** Work to complete **
Give a count of the lines below that have the string "Duration" in them, with no other words.

===== Dataset records =====

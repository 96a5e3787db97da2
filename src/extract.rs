//! Recipe card extraction
//!
//! Sends a photo of a recipe card to a vision model through the Responses API
//! and parses the structured answer into a [`RecipeRecord`].

use std::path::Path;
use std::time::Duration;

use base64::engine::general_purpose::STANDARD;
use base64::Engine;
use reqwest::blocking::Client;
use secrecy::{ExposeSecret, SecretString};
use serde_json::{json, Value};

use crate::config::Config;
use crate::error::{AppError, AppResult};
use crate::models::RecipeRecord;

const REQUEST_TIMEOUT: Duration = Duration::from_secs(300);

const EXTRACTION_INSTRUCTIONS: &str = "\
You are a recipe extraction assistant.
From the image provided, extract all available recipe information and return it in the given structure.

Rules:
- If any field is missing from the recipe, set its value to null.
- Step numbers should be sequential starting from 1.
- Times should be in minutes.
- If a range is given for any number, use the average value.
- Servings may be labelled differently, e.g. \"Serves\" or \"Makes\".
- If the image is not a recipe, return null for all fields.
- If a cuisine is not specified, infer it from the ingredients or context.
- If the meal type is not specified, estimate it from the ingredients and context. The options are: breakfast, lunch, dinner, snack, dessert, beverage or condiment.
- If calories are not specified, estimate them for each ingredient.
- If a NOVA score is not specified, estimate it for each ingredient from its processing level.
- Ignore fragments of other recipes in the image and focus on the main recipe.
- If the recipe is in a different language, translate it to English.";

pub struct RecipeExtractor {
    http: Client,
    api_key: SecretString,
    base_url: String,
    model: String,
}

impl RecipeExtractor {
    pub fn new(base_url: &str, api_key: SecretString, model: &str) -> AppResult<Self> {
        let http = Client::builder().timeout(REQUEST_TIMEOUT).build()?;
        Ok(Self {
            http,
            api_key,
            base_url: base_url.trim_end_matches('/').to_string(),
            model: model.to_string(),
        })
    }

    pub fn from_config(config: &Config) -> AppResult<Self> {
        Self::new(
            &config.openai_base_url,
            config.require_openai_key()?.clone(),
            &config.openai_model,
        )
    }

    /// Extract a recipe from an image file
    pub fn extract_from_image(&self, image: &Path) -> AppResult<RecipeRecord> {
        if !image.is_file() {
            return Err(AppError::NotFound(image.to_path_buf()));
        }
        let bytes = std::fs::read(image)?;
        let data_url = format!("data:{};base64,{}", image_mime_type(image), STANDARD.encode(&bytes));

        tracing::info!(
            "Extracting recipe from {} ({} bytes) with {}",
            image.display(),
            bytes.len(),
            self.model
        );

        let resp = self
            .http
            .post(format!("{}/responses", self.base_url))
            .bearer_auth(self.api_key.expose_secret())
            .json(&request_body(&self.model, &data_url))
            .send()?;

        let status = resp.status();
        if !status.is_success() {
            let message = resp.text().unwrap_or_default();
            return Err(AppError::Api {
                status: status.as_u16(),
                message,
            });
        }

        let body: Value = resp.json()?;
        let record = parse_response(&body)?;
        tracing::info!(
            "Extracted recipe '{}'",
            record.name.as_deref().unwrap_or("<unnamed>")
        );
        Ok(record)
    }
}

/// MIME type for an image path by extension
fn image_mime_type(path: &Path) -> &'static str {
    let ext = path
        .extension()
        .and_then(|e| e.to_str())
        .map(str::to_ascii_lowercase);
    match ext.as_deref() {
        Some("png") => "image/png",
        Some("webp") => "image/webp",
        Some("gif") => "image/gif",
        _ => "image/jpeg",
    }
}

fn nullable(kind: &str) -> Value {
    json!({ "type": [kind, "null"] })
}

fn time_schema() -> Value {
    json!({
        "type": ["object", "null"],
        "properties": {
            "length": nullable("number"),
            "units": nullable("string")
        },
        "required": ["length", "units"],
        "additionalProperties": false
    })
}

/// Strict JSON schema for a recipe record
fn recipe_schema() -> Value {
    json!({
        "type": "object",
        "properties": {
            "name": nullable("string"),
            "description": nullable("string"),
            "cuisine": nullable("string"),
            "meal_type": {
                "type": ["string", "null"],
                "enum": ["breakfast", "lunch", "dinner", "dessert", "snack", "beverage", "condiment", null]
            },
            "ingredients": {
                "type": ["array", "null"],
                "items": {
                    "type": "object",
                    "properties": {
                        "name": nullable("string"),
                        "amount": nullable("number"),
                        "nova_score": nullable("number"),
                        "calories": nullable("number"),
                        "units": nullable("string")
                    },
                    "required": ["name", "amount", "nova_score", "calories", "units"],
                    "additionalProperties": false
                }
            },
            "active_time": time_schema(),
            "total_time": time_schema(),
            "number_of_servings": nullable("number"),
            "steps": {
                "type": ["array", "null"],
                "items": {
                    "type": "object",
                    "properties": {
                        "step_number": { "type": "integer" },
                        "description": { "type": "string" }
                    },
                    "required": ["step_number", "description"],
                    "additionalProperties": false
                }
            }
        },
        "required": [
            "name", "description", "cuisine", "meal_type", "ingredients",
            "active_time", "total_time", "number_of_servings", "steps"
        ],
        "additionalProperties": false
    })
}

fn request_body(model: &str, image_data_url: &str) -> Value {
    json!({
        "model": model,
        "input": [
            { "role": "system", "content": EXTRACTION_INSTRUCTIONS },
            {
                "role": "user",
                "content": [
                    { "type": "input_image", "image_url": image_data_url }
                ]
            }
        ],
        "text": {
            "format": {
                "type": "json_schema",
                "name": "recipe",
                "strict": true,
                "schema": recipe_schema()
            }
        }
    })
}

/// Concatenated `output_text` parts of a Responses API reply
fn output_text(body: &Value) -> Option<String> {
    let text: String = body
        .get("output")?
        .as_array()?
        .iter()
        .filter_map(|item| item.get("content").and_then(Value::as_array))
        .flatten()
        .filter(|part| part.get("type").and_then(Value::as_str) == Some("output_text"))
        .filter_map(|part| part.get("text").and_then(Value::as_str))
        .collect();
    (!text.trim().is_empty()).then_some(text)
}

fn refusal(body: &Value) -> Option<&str> {
    body.get("output")?
        .as_array()?
        .iter()
        .filter_map(|item| item.get("content").and_then(Value::as_array))
        .flatten()
        .find(|part| part.get("type").and_then(Value::as_str) == Some("refusal"))
        .and_then(|part| part.get("refusal").and_then(Value::as_str))
}

fn parse_response(body: &Value) -> AppResult<RecipeRecord> {
    if let Some(reason) = refusal(body) {
        return Err(AppError::Extraction(format!("model refused: {}", reason)));
    }
    let text = output_text(body)
        .ok_or_else(|| AppError::Extraction("response contained no output text".into()))?;
    serde_json::from_str(&text)
        .map_err(|e| AppError::Extraction(format!("invalid recipe JSON from model: {}", e)))
}

#[cfg(test)]
mod tests {
    use super::*;

    fn response_with(text: &str) -> Value {
        json!({
            "id": "resp_1",
            "output": [
                { "type": "reasoning", "summary": [] },
                {
                    "type": "message",
                    "content": [ { "type": "output_text", "text": text, "annotations": [] } ]
                }
            ]
        })
    }

    #[test]
    fn test_parse_response() {
        let text = r#"{"name":"Pancakes","description":null,"cuisine":"American","meal_type":"breakfast",
            "ingredients":[{"name":"flour","amount":1.5,"nova_score":1,"calories":680,"units":"cup"}],
            "active_time":{"length":15,"units":"minutes"},"total_time":null,
            "number_of_servings":4,"steps":[{"step_number":1,"description":"Mix."}]}"#;
        let record = parse_response(&response_with(text)).unwrap();
        assert_eq!(record.name.as_deref(), Some("Pancakes"));
        assert_eq!(record.ingredients[0].calories, Some(680.0));
        assert_eq!(record.number_of_servings, Some(4.0));
        assert!(record.total_time.is_none());
    }

    #[test]
    fn test_parse_response_errors() {
        assert!(matches!(
            parse_response(&json!({ "output": [] })),
            Err(AppError::Extraction(_))
        ));
        assert!(matches!(
            parse_response(&response_with("not json")),
            Err(AppError::Extraction(_))
        ));
        let refused = json!({
            "output": [{ "type": "message", "content": [{ "type": "refusal", "refusal": "no" }] }]
        });
        assert!(matches!(parse_response(&refused), Err(AppError::Extraction(_))));
    }

    #[test]
    fn test_request_body() {
        let body = request_body("gpt-5", "data:image/png;base64,AAAA");
        assert_eq!(body["model"], "gpt-5");
        assert_eq!(body["input"][1]["content"][0]["image_url"], "data:image/png;base64,AAAA");
        let format = &body["text"]["format"];
        assert_eq!(format["type"], "json_schema");
        assert_eq!(format["strict"], true);

        // Strict mode needs every property listed as required
        let schema = &format["schema"];
        let props = schema["properties"].as_object().unwrap();
        let required = schema["required"].as_array().unwrap();
        assert_eq!(props.len(), required.len());
        for key in props.keys() {
            assert!(required.iter().any(|r| r == key), "{} not required", key);
        }
    }

    #[test]
    fn test_image_mime_type() {
        assert_eq!(image_mime_type(Path::new("card.PNG")), "image/png");
        assert_eq!(image_mime_type(Path::new("card.jpg")), "image/jpeg");
        assert_eq!(image_mime_type(Path::new("card")), "image/jpeg");
    }

    #[test]
    fn test_missing_image() {
        let extractor =
            RecipeExtractor::new("http://127.0.0.1:9", SecretString::from("sk".to_string()), "gpt-5").unwrap();
        assert!(matches!(
            extractor.extract_from_image(Path::new("/nonexistent/card.jpg")),
            Err(AppError::NotFound(_))
        ));
    }

    fn card_image(dir: &tempfile::TempDir) -> std::path::PathBuf {
        let image = dir.path().join("card.png");
        std::fs::write(&image, [0x89, b'P', b'N', b'G', 0x0d, 0x0a, 0x1a, 0x0a]).unwrap();
        image
    }

    #[tokio::test]
    async fn test_extract_from_image() {
        use wiremock::matchers::{body_partial_json, header, method, path};
        use wiremock::{Mock, MockServer, ResponseTemplate};

        let server = MockServer::start().await;
        let text = r#"{"name":"Lemonade","description":null,"cuisine":"American","meal_type":"beverage",
            "ingredients":[{"name":"lemon juice","amount":1,"nova_score":1,"calories":60,"units":"cup"}],
            "active_time":null,"total_time":null,"number_of_servings":4,
            "steps":[{"step_number":1,"description":"Stir."}]}"#;
        Mock::given(method("POST"))
            .and(path("/responses"))
            .and(header("authorization", "Bearer sk-test"))
            .and(body_partial_json(json!({
                "model": "gpt-5",
                "text": { "format": { "type": "json_schema", "strict": true } }
            })))
            .respond_with(ResponseTemplate::new(200).set_body_json(response_with(text)))
            .expect(1)
            .mount(&server)
            .await;

        let dir = tempfile::tempdir().unwrap();
        let image = card_image(&dir);
        let base = server.uri();
        let record = tokio::task::spawn_blocking(move || {
            RecipeExtractor::new(&base, SecretString::from("sk-test".to_string()), "gpt-5")?
                .extract_from_image(&image)
        })
        .await
        .unwrap()
        .unwrap();

        assert_eq!(record.name.as_deref(), Some("Lemonade"));
        assert_eq!(record.number_of_servings, Some(4.0));
        assert_eq!(record.ingredients[0].calories, Some(60.0));
    }

    #[tokio::test]
    async fn test_extract_maps_error_status() {
        use wiremock::matchers::{method, path};
        use wiremock::{Mock, MockServer, ResponseTemplate};

        let server = MockServer::start().await;
        Mock::given(method("POST"))
            .and(path("/responses"))
            .respond_with(
                ResponseTemplate::new(400).set_body_json(json!({"error": {"message": "bad image"}})),
            )
            .mount(&server)
            .await;

        let dir = tempfile::tempdir().unwrap();
        let image = card_image(&dir);
        let base = server.uri();
        let result = tokio::task::spawn_blocking(move || {
            RecipeExtractor::new(&base, SecretString::from("sk-test".to_string()), "gpt-5")?
                .extract_from_image(&image)
        })
        .await
        .unwrap();

        match result {
            Err(AppError::Api { status, message }) => {
                assert_eq!(status, 400);
                assert!(message.contains("bad image"));
            }
            other => panic!("expected API error, got {:?}", other),
        }
    }
}
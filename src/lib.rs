//! Meal Planner Library
//!
//! Recipe card extraction, nutrition annotation and energy balance
//! calculations.

pub mod build_info;
pub mod config;
pub mod db;
pub mod energy;
pub mod error;
pub mod extract;
pub mod models;
pub mod nutrition;
pub mod tools;
pub mod units;
pub mod whoop;
//! Error types
//!
//! `CalcError` covers the pure calculation core. `AppError` wraps it together
//! with the I/O layers (files, database, HTTP).

use std::path::PathBuf;

use thiserror::Error;

use crate::db::DbError;

/// Errors raised by nutrition and energy calculations
#[derive(Debug, Clone, PartialEq, Error)]
pub enum CalcError {
    /// Malformed or out-of-range input
    #[error("Validation error: {0}")]
    Validation(String),

    /// An operation needs a field that was never set
    #[error("Missing data: {0}")]
    MissingData(String),
}

impl CalcError {
    pub fn validation(msg: impl Into<String>) -> Self {
        CalcError::Validation(msg.into())
    }

    pub fn missing(msg: impl Into<String>) -> Self {
        CalcError::MissingData(msg.into())
    }
}

/// Result type for calculations
pub type CalcResult<T> = Result<T, CalcError>;

/// Application-level error types
#[derive(Debug, Error)]
pub enum AppError {
    #[error(transparent)]
    Calc(#[from] CalcError),

    #[error("Database error: {0}")]
    Db(#[from] DbError),

    #[error("I/O error: {0}")]
    Io(#[from] std::io::Error),

    #[error("Invalid JSON: {0}")]
    Json(#[from] serde_json::Error),

    #[error("HTTP error: {0}")]
    Http(#[from] reqwest::Error),

    #[error("No file found at: {}", .0.display())]
    NotFound(PathBuf),

    #[error("Configuration error: {0}")]
    Config(String),

    #[error("API returned {status}: {message}")]
    Api { status: u16, message: String },

    #[error("Recipe extraction failed: {0}")]
    Extraction(String),

    #[error("Recipe {0} not found")]
    RecipeNotFound(i64),

    #[error("{0}")]
    Usage(String),
}

/// Result type for I/O-facing operations
pub type AppResult<T> = Result<T, AppError>;
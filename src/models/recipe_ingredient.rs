//! Recipe Ingredient model
//!
//! One ingredient line of a recipe with its calorie and NOVA estimates.

use rusqlite::{params, Connection, Row};
use serde::{Deserialize, Serialize};

use super::recipe::{lenient_f64, strict_number};
use crate::db::DbResult;
use crate::nutrition::IngredientNutrition;

/// Ingredient as it appears in the recipe JSON
#[derive(Debug, Clone, Default, PartialEq, Serialize, Deserialize)]
pub struct IngredientRecord {
    #[serde(default)]
    pub name: Option<String>,
    #[serde(default, deserialize_with = "lenient_f64")]
    pub amount: Option<f64>,
    #[serde(default)]
    pub units: Option<String>,
    #[serde(default, deserialize_with = "lenient_f64")]
    pub calories: Option<f64>,
    #[serde(default, deserialize_with = "strict_number")]
    pub nova_score: Option<f64>,
}

impl From<&IngredientRecord> for IngredientNutrition {
    fn from(record: &IngredientRecord) -> Self {
        IngredientNutrition::new(record.calories, record.nova_score)
    }
}

/// A stored ingredient row
#[derive(Debug, Clone, Serialize, Deserialize)]
pub struct RecipeIngredient {
    pub id: i64,
    pub recipe_id: i64,
    pub name: Option<String>,
    pub amount: Option<f64>,
    pub units: Option<String>,
    pub calories: Option<f64>,
    pub nova_score: Option<f64>,
}

impl RecipeIngredient {
    fn from_row(row: &Row) -> rusqlite::Result<Self> {
        Ok(Self {
            id: row.get("id")?,
            recipe_id: row.get("recipe_id")?,
            name: row.get("name")?,
            amount: row.get("amount")?,
            units: row.get("units")?,
            calories: row.get("calories")?,
            nova_score: row.get("nova_score")?,
        })
    }

    /// Add an ingredient to a recipe, returning its row id
    pub fn create(conn: &Connection, recipe_id: i64, data: &IngredientRecord) -> DbResult<i64> {
        conn.execute(
            r#"
            INSERT INTO ingredients (recipe_id, name, amount, nova_score, calories, units)
            VALUES (?1, ?2, ?3, ?4, ?5, ?6)
            "#,
            params![
                recipe_id,
                data.name,
                data.amount,
                data.nova_score,
                data.calories,
                data.units,
            ],
        )?;
        Ok(conn.last_insert_rowid())
    }

    /// All ingredients of a recipe in insertion order
    pub fn list_for_recipe(conn: &Connection, recipe_id: i64) -> DbResult<Vec<Self>> {
        let mut stmt =
            conn.prepare("SELECT * FROM ingredients WHERE recipe_id = ?1 ORDER BY id")?;

        let ingredients = stmt
            .query_map([recipe_id], Self::from_row)?
            .collect::<Result<Vec<_>, _>>()?;

        Ok(ingredients)
    }
}

impl From<RecipeIngredient> for IngredientRecord {
    fn from(row: RecipeIngredient) -> Self {
        Self {
            name: row.name,
            amount: row.amount,
            units: row.units,
            calories: row.calories,
            nova_score: row.nova_score,
        }
    }
}
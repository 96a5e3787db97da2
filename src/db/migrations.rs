//! Database migrations
//!
//! Schema creation and migration logic.

use rusqlite::Connection;

use super::connection::DbResult;

/// Current schema version
pub const SCHEMA_VERSION: i32 = 1;

/// Run all migrations to bring the database up to the current schema version
pub fn run_migrations(conn: &Connection) -> DbResult<()> {
    conn.execute(
        "CREATE TABLE IF NOT EXISTS schema_migrations (
            version INTEGER PRIMARY KEY,
            applied_at TEXT NOT NULL DEFAULT (datetime('now'))
        )",
        [],
    )?;

    let current_version = get_schema_version(conn)?;

    if current_version < 1 {
        migrate_v1(conn)?;
        conn.execute("INSERT INTO schema_migrations (version) VALUES (1)", [])?;
        tracing::info!("Applied schema migration v1");
    }

    Ok(())
}

/// Migration v1: recipes, ingredients and steps
fn migrate_v1(conn: &Connection) -> DbResult<()> {
    conn.execute_batch(
        r#"
        CREATE TABLE recipes (
            id INTEGER PRIMARY KEY AUTOINCREMENT,
            name TEXT NOT NULL,
            description TEXT,
            cuisine TEXT,
            meal_type TEXT CHECK(meal_type IN
                ('breakfast', 'lunch', 'dinner', 'dessert', 'snack', 'beverage', 'condiment')),
            scaling_category TEXT CHECK(scaling_category IN ('discrete', 'continuous')),

            -- Times kept as length + units, as extracted
            active_time_length REAL,
            active_time_units TEXT,
            total_time_length REAL,
            total_time_units TEXT,

            number_of_servings REAL,
            calories_per_serving REAL,
            nova_score REAL,              -- NULL when no ingredient was scored

            created_at TEXT NOT NULL DEFAULT (datetime('now')),
            updated_at TEXT NOT NULL DEFAULT (datetime('now')),

            UNIQUE(name, cuisine)
        );

        CREATE INDEX ix_recipe_name ON recipes(name);

        CREATE TABLE ingredients (
            id INTEGER PRIMARY KEY AUTOINCREMENT,
            recipe_id INTEGER NOT NULL REFERENCES recipes(id) ON DELETE CASCADE,
            name TEXT,
            amount REAL,
            nova_score REAL,
            calories REAL,
            units TEXT
        );

        CREATE INDEX ix_ingredients_recipe ON ingredients(recipe_id);

        CREATE TABLE steps (
            id INTEGER PRIMARY KEY AUTOINCREMENT,
            recipe_id INTEGER NOT NULL REFERENCES recipes(id) ON DELETE CASCADE,
            step_number INTEGER NOT NULL,
            description TEXT NOT NULL
        );

        CREATE INDEX ix_steps_recipe ON steps(recipe_id);
        "#,
    )?;

    Ok(())
}

/// Get the current schema version
pub fn get_schema_version(conn: &Connection) -> DbResult<i32> {
    let version: i32 = conn.query_row(
        "SELECT COALESCE(MAX(version), 0) FROM schema_migrations",
        [],
        |row| row.get(0),
    )?;
    Ok(version)
}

=====

** Task output **
2